La tecnología 3D no reemplaza al impresor clásico, sino que le da herramientas para expandir su oficio. Donde antes solo se trabajaba en tinta sobre papel, ahora se pueden crear matrices, rodillos y piezas de repuesto para prensas antiguas. Un ejemplo claro: fabricar un rodillo entintador desgastado con una impresora 3D FDM usando filamento flexible, evitando meses de espera por un repuesto original.
De la galerada al modelo 3D: flujo de trabajo técnico 🛠️
Para integrar la fabricación aditiva, el impresor necesita programas de modelado paramétrico como Fusion 360 o FreeCAD para diseñar las piezas. Luego, un laminador como PrusaSlicer o Cura convierte el diseño en capas imprimibles.
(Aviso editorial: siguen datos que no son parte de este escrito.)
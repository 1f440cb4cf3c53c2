//! HealthyMeal WASM Module
//!
//! This crate provides WebAssembly bindings so the browser validates and
//! formats recipe data with the same rules as the backend.

use healthymeal_shared::text;
use healthymeal_shared::validation;
use wasm_bindgen::prelude::*;

/// Check macronutrient percentages; returns the error message, if any
///
/// Negative or NaN inputs are treated as "not set".
#[wasm_bindgen]
pub fn validate_macros(protein: f64, carbs: f64, fat: f64) -> Option<String> {
    let given = |v: f64| (v.is_finite() && v >= 0.0).then_some(v);
    validation::validate_macros(given(protein), given(carbs), given(fat)).err()
}

/// Split stored instructions into steps, returned as a JSON array string
#[wasm_bindgen]
pub fn parse_instructions(instructions: &str) -> String {
    let steps = text::parse_instructions(instructions);
    serde_json::to_string(&steps).unwrap_or_else(|_| "[]".to_string())
}

/// Human readable cooking time, e.g. "1h 15m"
#[wasm_bindgen]
pub fn format_cooking_time(minutes: i32) -> String {
    text::format_cooking_time(minutes)
}

/// Leading quantity of an amount such as "2.5 cups"; 0 when absent
#[wasm_bindgen]
pub fn parse_ingredient_amount(amount: &str) -> f64 {
    text::parse_leading_amount(amount)
}

#[wasm_bindgen]
pub fn is_valid_uuid(value: &str) -> bool {
    validation::is_uuid(value)
}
La impresora, ya sea FDM con PLA o PETG para piezas funcionales, o resina para detalles finos, materializa el objeto. El proceso exige medir con calibre las piezas originales y ajustar tolerancias de 0.2 mm para un ajuste preciso en la prensa.
Adiós al taller de repuestos, hola al filamento reciclado ♻️
Antes, cuando se rompía una pieza de la prensa, el impresor llamaba a un proveedor, esperaba tres semanas y pagaba un riñón por el repuesto. Ahora, con una impresora 3D y un carrete de filamento, se convierte en su propio proveedor. El único riesgo es que, tras imprimir un soporte para la platina, el jefe lo confunda con un pisapapeles modernista y lo subaste en eBay. Pero bueno, al menos el rodillo entintador funciona.